Construction started this week on a habitat restoration project that will welcome salmon back into a wetland in the heart of Southeast Portland.

August 23, 2018

The Oaks Bottom Wildlife Refuge is the largest undeveloped stretch of the Willamette River floodplain below Willamette Falls. It's 175 acres of prime habitat.

But for nearly a century, a small culvert has blocked young salmon from swimming into this sanctuary in the heart of Southeast Portland.

This week, the city of Portland and the U.S. Army Corps of Engineers started construction on a project that’s designed to let the salmon back in.

The project will replace an old culvert that’s 5 feet in diameter with a new one that’s 16 feet wide and 10 feet tall. It’s also restoring the habitat leading into the Oaks Bottom Wildlife Refuge by deepening the side channels and adding large wood and native plants.

A schematic view of existing and proposed culverts, looking toward Willamette River.
A new culvert will allow juvenile salmon in the Willamette River to swim under the Springwater Corridor Trail and into the Oaks Bottom Wildlife Refuge in Southeast Portland.
Courtesy of the City of Portland and U.S. Army Corps of Engineers

Young salmon swimming down the Willamette River need places to stop to eat and to hide from predators on their way to the ocean, said Ronda Fast, environmental coordinator with Portland’s Bureau of Environmental Services.

But once they pass Willamette Falls in Oregon City, most of the places that would provide these “rest stops” have been wiped out by development.

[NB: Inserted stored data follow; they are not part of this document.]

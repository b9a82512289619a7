use times_roman_shared::{articles::CategorySection as Section, Category};
use yew::prelude::*;
use yew_router::prelude::Link;

use crate::{components::article_card::ArticleCard, i18n::current::category_section as t, router::Route};

/// Grey placeholder shaped like an [`ArticleCard`].
#[function_component(ArticleCardSkeleton)]
pub fn article_card_skeleton() -> Html {
    html! {
        <div class={classes!("animate-pulse", "overflow-hidden", "rounded-lg", "shadow-sm")}>
            <div class={classes!("aspect-[16/10]", "bg-gray-200")}></div>
            <div class="p-4">
                <div class={classes!("mb-2", "h-4", "w-1/4", "rounded", "bg-gray-200")}></div>
                <div class={classes!("mb-2", "h-6", "rounded", "bg-gray-200")}></div>
                <div class={classes!("mb-4", "h-4", "w-3/4", "rounded", "bg-gray-200")}></div>
                <div class={classes!("flex", "justify-between")}>
                    <div class={classes!("h-3", "w-1/4", "rounded", "bg-gray-200")}></div>
                    <div class={classes!("h-3", "w-1/4", "rounded", "bg-gray-200")}></div>
                </div>
            </div>
        </div>
    }
}

#[derive(Properties, PartialEq, Clone)]
pub struct CategorySectionProps {
    pub category: Category,
    #[prop_or_default]
    pub section: Option<Section>,
    #[prop_or(false)]
    pub loading: bool,
}

/// One home-page block: heading, "View All" link and up to three cards.
#[function_component(CategorySection)]
pub fn category_section(props: &CategorySectionProps) -> Html {
    let articles = props
        .section
        .as_ref()
        .map(|section| section.articles.as_slice())
        .unwrap_or_default();

    let body = if props.loading {
        html! { for (0..3).map(|index| html! { <ArticleCardSkeleton key={index} /> }) }
    } else if articles.is_empty() {
        html! {
            <div class={classes!("col-span-full", "py-8", "text-center")}>
                <p class="text-gray-500">{ t::EMPTY }</p>
            </div>
        }
    } else {
        html! {
            { for articles.iter().map(|article| html! {
                <ArticleCard key={article.id.clone()} article={article.clone()} />
            }) }
        }
    };

    html! {
        <section class={classes!("py-8", "md:py-12", props.category.section_gradient())}>
            <div class={classes!("container", "mx-auto", "px-4")}>
                <div class={classes!("mb-6", "md:mb-8", "flex", "flex-wrap", "items-center", "justify-between")}>
                    <h2 class={classes!("font-serif", "text-2xl", "md:text-3xl", "font-bold")}>
                        { props.category.title() }
                    </h2>
                    <Link<Route>
                        to={Route::Category { category_id: props.category.slug() }}
                        classes={classes!("mt-2", "md:mt-0", "rounded-md", "bg-blue-600", "px-3", "py-1.5", "text-sm", "text-white", "hover:bg-blue-700")}
                    >
                        { t::VIEW_ALL }
                        <i class="fas fa-chevron-right ml-1" aria-hidden="true"></i>
                    </Link<Route>>
                </div>
                <div class={classes!("grid", "grid-cols-1", "gap-4", "sm:gap-5", "md:grid-cols-2", "lg:grid-cols-3")}>
                    { body }
                </div>
            </div>
        </section>
    }
}
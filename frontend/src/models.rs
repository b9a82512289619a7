//! Seed data for `--features mock` builds.

use serde_json::{json, Value};
use times_roman_shared::{memory::MemoryBackend, query::ARTICLES_TABLE};

pub const DEMO_EMAIL: &str = "reader@timesroman.app";
pub const DEMO_PASSWORD: &str = "times-roman";

const UNSPLASH: &str = "https://images.unsplash.com";

fn unsplash(photo: &str) -> String {
    format!("{}/{}?auto=format&fit=crop&q=80", UNSPLASH, photo)
}

#[allow(clippy::too_many_arguments, reason = "one row per call keeps the seed table readable")]
fn row(
    id: &str,
    title: &str,
    category: &str,
    date: &str,
    author: &str,
    photo: &str,
    paragraphs: &[&str],
    views: u64,
    likes: u64,
) -> Value {
    let content = paragraphs
        .iter()
        .map(|text| format!("<p>{}</p>", text))
        .collect::<Vec<_>>()
        .join("\n");
    json!({
        "id": id,
        "title": title,
        "content": content,
        "category": category,
        "date": date,
        "author": author,
        "image_url": unsplash(photo),
        "read_time": "4 min",
        "views": views,
        "likes": likes,
        "created_at": format!("{}T08:00:00Z", iso_day(date)),
    })
}

fn iso_day(date: &str) -> &'static str {
    match date {
        "April 14, 2025" => "2025-04-14",
        "April 13, 2025" => "2025-04-13",
        "April 12, 2025" => "2025-04-12",
        "April 10, 2025" => "2025-04-10",
        _ => "2025-04-09",
    }
}

fn seed_articles() -> Vec<Value> {
    vec![
        row(
            "featured-1",
            "AI Revolution in Journalism: How Machine Learning is Reshaping News Media",
            "Technology",
            "April 14, 2025",
            "Sarah Chen",
            "photo-1488590528505-98d2b5aba04b",
            &[
                "Newsrooms are adopting machine learning at every stage of reporting, from \
                 sifting public records to drafting routine market summaries.",
                "Editors say the tools free reporters for interviews and field work, while \
                 critics warn about opaque ranking and automated errors.",
            ],
            1250,
            78,
        ),
        row(
            "pol-1",
            "Global Summit Addresses Climate Policy Reforms",
            "Politics",
            "April 14, 2025",
            "James Wilson",
            "photo-1542601906990-b4d3fb778b09",
            &[
                "Delegations from 195 countries met in Geneva to negotiate steeper emission \
                 cuts for the end of the decade.",
                "A new financing mechanism for adaptation projects drew support from most \
                 major economies.",
            ],
            950,
            41,
        ),
        row(
            "bus-1",
            "Tech Giants Face New Regulatory Challenges",
            "Business",
            "April 13, 2025",
            "Michael Chang",
            "photo-1444653614773-995cb1ef9efa",
            &[
                "Regulators on three continents opened parallel reviews of app store fees and \
                 data sharing between subsidiaries.",
                "Analysts expect compliance costs to weigh on quarterly guidance.",
            ],
            610,
            22,
        ),
        row(
            "related-1",
            "Media Ethics in the Age of AI-Generated Content",
            "Technology",
            "April 12, 2025",
            "David Nguyen",
            "photo-1487058792275-0ad4aaf24ca7",
            &[
                "Press councils are drafting disclosure rules for stories written or edited \
                 with generative models.",
            ],
            430,
            19,
        ),
        row(
            "related-2",
            "Public Trust in Algorithmic News Selection Declining",
            "Technology",
            "April 10, 2025",
            "Lisa Moreno",
            "photo-1551288049-bebda4e38f71",
            &[
                "A new survey finds most readers prefer editors over feeds when choosing \
                 which headlines matter.",
            ],
            380,
            12,
        ),
        row(
            "related-3",
            "Small Newsrooms Embrace AI Tools to Compete with Media Giants",
            "Business",
            "April 9, 2025",
            "Robert Kim",
            "photo-1504711434969-e33886168f5c",
            &[
                "Local outlets are using transcription and translation services to cover \
                 council meetings they previously skipped.",
            ],
            275,
            9,
        ),
    ]
}

/// In-memory backend with the seed articles and one demo account.
pub fn mock_backend() -> MemoryBackend {
    let backend = MemoryBackend::with_rows(ARTICLES_TABLE, seed_articles());
    backend.add_account(DEMO_EMAIL, DEMO_PASSWORD);
    backend
}
//! Sign-in, sign-up and profile forms.

use std::collections::BTreeMap;

use serde::{Deserialize, Serialize};
use validator::{Validate, ValidationError, ValidationErrors};

#[derive(Debug, Clone, Default, PartialEq, Eq, Serialize, Deserialize, Validate)]
pub struct LoginForm {
    #[validate(email(message = "Please enter a valid email address"))]
    pub email: String,
    #[validate(length(min = 6, message = "Password must be at least 6 characters"))]
    pub password: String,
}

#[derive(Debug, Clone, Default, PartialEq, Eq, Serialize, Deserialize, Validate)]
pub struct SignupForm {
    #[validate(email(message = "Please enter a valid email address"))]
    pub email: String,
    #[validate(length(min = 6, message = "Password must be at least 6 characters"))]
    pub password: String,
    #[validate(must_match(other = "password", message = "Passwords do not match"))]
    pub confirm_password: String,
}

#[derive(Debug, Clone, Default, PartialEq, Eq, Serialize, Deserialize, Validate)]
pub struct ProfileForm {
    /// Checked after trimming; the stored value is trimmed too.
    #[validate(custom(function = "validate_username"))]
    pub username: String,
    /// Empty means "no avatar".
    #[validate(custom(function = "validate_avatar_url"))]
    pub avatar_url: String,
}

const USERNAME_MIN_CHARS: usize = 3;

fn validate_username(value: &str) -> Result<(), ValidationError> {
    if value.trim().chars().count() >= USERNAME_MIN_CHARS {
        return Ok(());
    }
    let mut error = ValidationError::new("length");
    error.message = Some("Username must be at least 3 characters".into());
    Err(error)
}

fn validate_avatar_url(value: &str) -> Result<(), ValidationError> {
    let value = value.trim();
    if value.is_empty() || url::Url::parse(value).is_ok() {
        return Ok(());
    }
    let mut error = ValidationError::new("url");
    error.message = Some("Please enter a valid URL".into());
    Err(error)
}

/// First message per failing field, keyed by field name.
pub type FieldErrors = BTreeMap<String, String>;

pub fn field_errors(errors: &ValidationErrors) -> FieldErrors {
    errors
        .field_errors()
        .into_iter()
        .filter_map(|(field, failures)| {
            let first = failures.first()?;
            let message = first
                .message
                .as_ref()
                .map(|message| message.to_string())
                .unwrap_or_else(|| format!("Invalid {}", field));
            Some((field.to_string(), message))
        })
        .collect()
}

/// Validate `form`, flattening failures into [`FieldErrors`].
pub fn check<F: Validate>(form: &F) -> Result<(), FieldErrors> {
    form.validate().map_err(|errors| field_errors(&errors))
}

#[cfg(test)]
mod tests {
    use super::*;

    #[test]
    fn login_requires_email_and_password_length() {
        let errors = check(&LoginForm {
            email: "not-an-email".into(),
            password: "12345".into(),
        })
        .expect_err("both fields invalid");
        assert_eq!(errors["email"], "Please enter a valid email address");
        assert_eq!(errors["password"], "Password must be at least 6 characters");

        assert!(check(&LoginForm {
            email: "reader@example.com".into(),
            password: "123456".into(),
        })
        .is_ok());
    }

    #[test]
    fn signup_confirmation_must_match() {
        let errors = check(&SignupForm {
            email: "reader@example.com".into(),
            password: "secret1".into(),
            confirm_password: "secret2".into(),
        })
        .expect_err("mismatch");
        assert_eq!(errors.len(), 1);
        assert_eq!(errors["confirm_password"], "Passwords do not match");
    }

    #[test]
    fn profile_avatar_may_be_blank() {
        assert!(check(&ProfileForm {
            username: "ada".into(),
            avatar_url: String::new(),
        })
        .is_ok());
        let errors = check(&ProfileForm {
            username: "al".into(),
            avatar_url: "not a url".into(),
        })
        .expect_err("both invalid");
        assert_eq!(errors["username"], "Username must be at least 3 characters");
        assert_eq!(errors["avatar_url"], "Please enter a valid URL");
    }

    #[test]
    fn profile_username_is_measured_without_padding() {
        let errors = check(&ProfileForm {
            username: "  a ".into(),
            avatar_url: String::new(),
        })
        .expect_err("one visible character");
        assert_eq!(errors["username"], "Username must be at least 3 characters");

        assert!(check(&ProfileForm {
            username: " ada ".into(),
            avatar_url: String::new(),
        })
        .is_ok());
    }
}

“Oaks Bottom is such an important wildlife refuge that salmon can’t currently get to,” Fast said. “There’s not a lot of habitat left within this stretch of the river between Willamette Falls and the confluence with the Columbia where salmon can find food and shelter on their journey.”

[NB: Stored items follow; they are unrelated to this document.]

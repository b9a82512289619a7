use wasm_bindgen::JsCast;
use web_sys::{Element, HtmlImageElement};

use crate::i18n::{current::article as t, fill_one};

/// Strip scripts, event handlers and unknown tags from stored article HTML.
///
/// Layout classes and the image attributes the post-pass relies on survive.
pub fn sanitize_article_html(content: &str) -> String {
    if content.trim().is_empty() {
        return String::new();
    }

    ammonia::Builder::default()
        .add_generic_attributes(&["class"])
        .add_tag_attributes("img", &["loading", "width", "height"])
        .clean(content)
        .to_string()
}

/// Lazy-load content images, fill missing alt text and label empty links.
pub fn enhance_article_content(host: &Element, title: &str) {
    if let Ok(images) = host.query_selector_all("img") {
        for index in 0..images.length() {
            let Some(image) = images
                .item(index)
                .and_then(|node| node.dyn_into::<HtmlImageElement>().ok())
            else {
                continue;
            };
            let _ = image.set_attribute("loading", "lazy");
            if image.alt().trim().is_empty() {
                image.set_alt(&fill_one(t::IMAGE_ALT_TEMPLATE, title));
            }
        }
    }

    if let Ok(links) = host.query_selector_all("a") {
        for index in 0..links.length() {
            let Some(link) = links
                .item(index)
                .and_then(|node| node.dyn_into::<Element>().ok())
            else {
                continue;
            };
            let empty = link
                .text_content()
                .map(|text| text.trim().is_empty())
                .unwrap_or(true);
            if empty {
                let _ = link.set_attribute("aria-label", t::EMPTY_LINK_ARIA);
            }
        }
    }
}

#[cfg(test)]
mod tests {
    use super::sanitize_article_html;

    #[test]
    fn scripts_and_handlers_are_removed() {
        let html = sanitize_article_html(
            r#"<p onclick="steal()">Hello</p><script>alert(1)</script><img src="a.jpg" onerror="x()">"#,
        );
        assert!(html.contains("<p>Hello</p>"));
        assert!(!html.contains("script"));
        assert!(!html.contains("onclick"));
        assert!(!html.contains("onerror"));
        assert!(html.contains(r#"src="a.jpg""#));
    }

    #[test]
    fn blank_content_renders_nothing() {
        assert_eq!(sanitize_article_html("   \n"), "");
    }

    #[test]
    fn layout_classes_survive() {
        let html = sanitize_article_html(r#"<p class="lead">Opening</p>"#);
        assert!(html.contains(r#"class="lead""#));
    }
}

Pictured: Excavating side channels to connect the Willamette River with a lagoon in the Oaks Bottom Wildlife Refuge.
A restoration project is excavating side channels to connect the Willamette River with a lagoon in the Oaks Bottom Wildlife Refuge. Large pieces of wood have been placed in the channels to provide shady hiding places for salmon and other fish.
Joseph Winters, OPB/EarthFix

Fast said the Oaks Bottom restoration project is designed to welcome young salmon into the cool, slow-moving waters of the wildlife refuge, where there will be lots of food for them to eat.

“We are removing barriers for salmon so they can access prime habitat,” she said.

Jim Adams, project manager for the U.S. Army Corps of Engineers said juvenile salmon need side-channel areas like the Oaks Bottom Wildlife Refuge, but don’t have any for a long stretch of the Willamette River through the Portland metro area.

“This is the last existing off-channel wetland area between Willamette Falls and the Columbia River,” he said. “There is a huge gap that allows for a lot of predation. A significant amount of fish get eaten before they get there.”

Adams said the Oaks Bottom area is rare “low-hanging fruit” that can be easily restored to help salmon survive. The city and the Corps also have plans to replace another culvert blocking salmon habitat on Tryon Creek in Southwest Portland.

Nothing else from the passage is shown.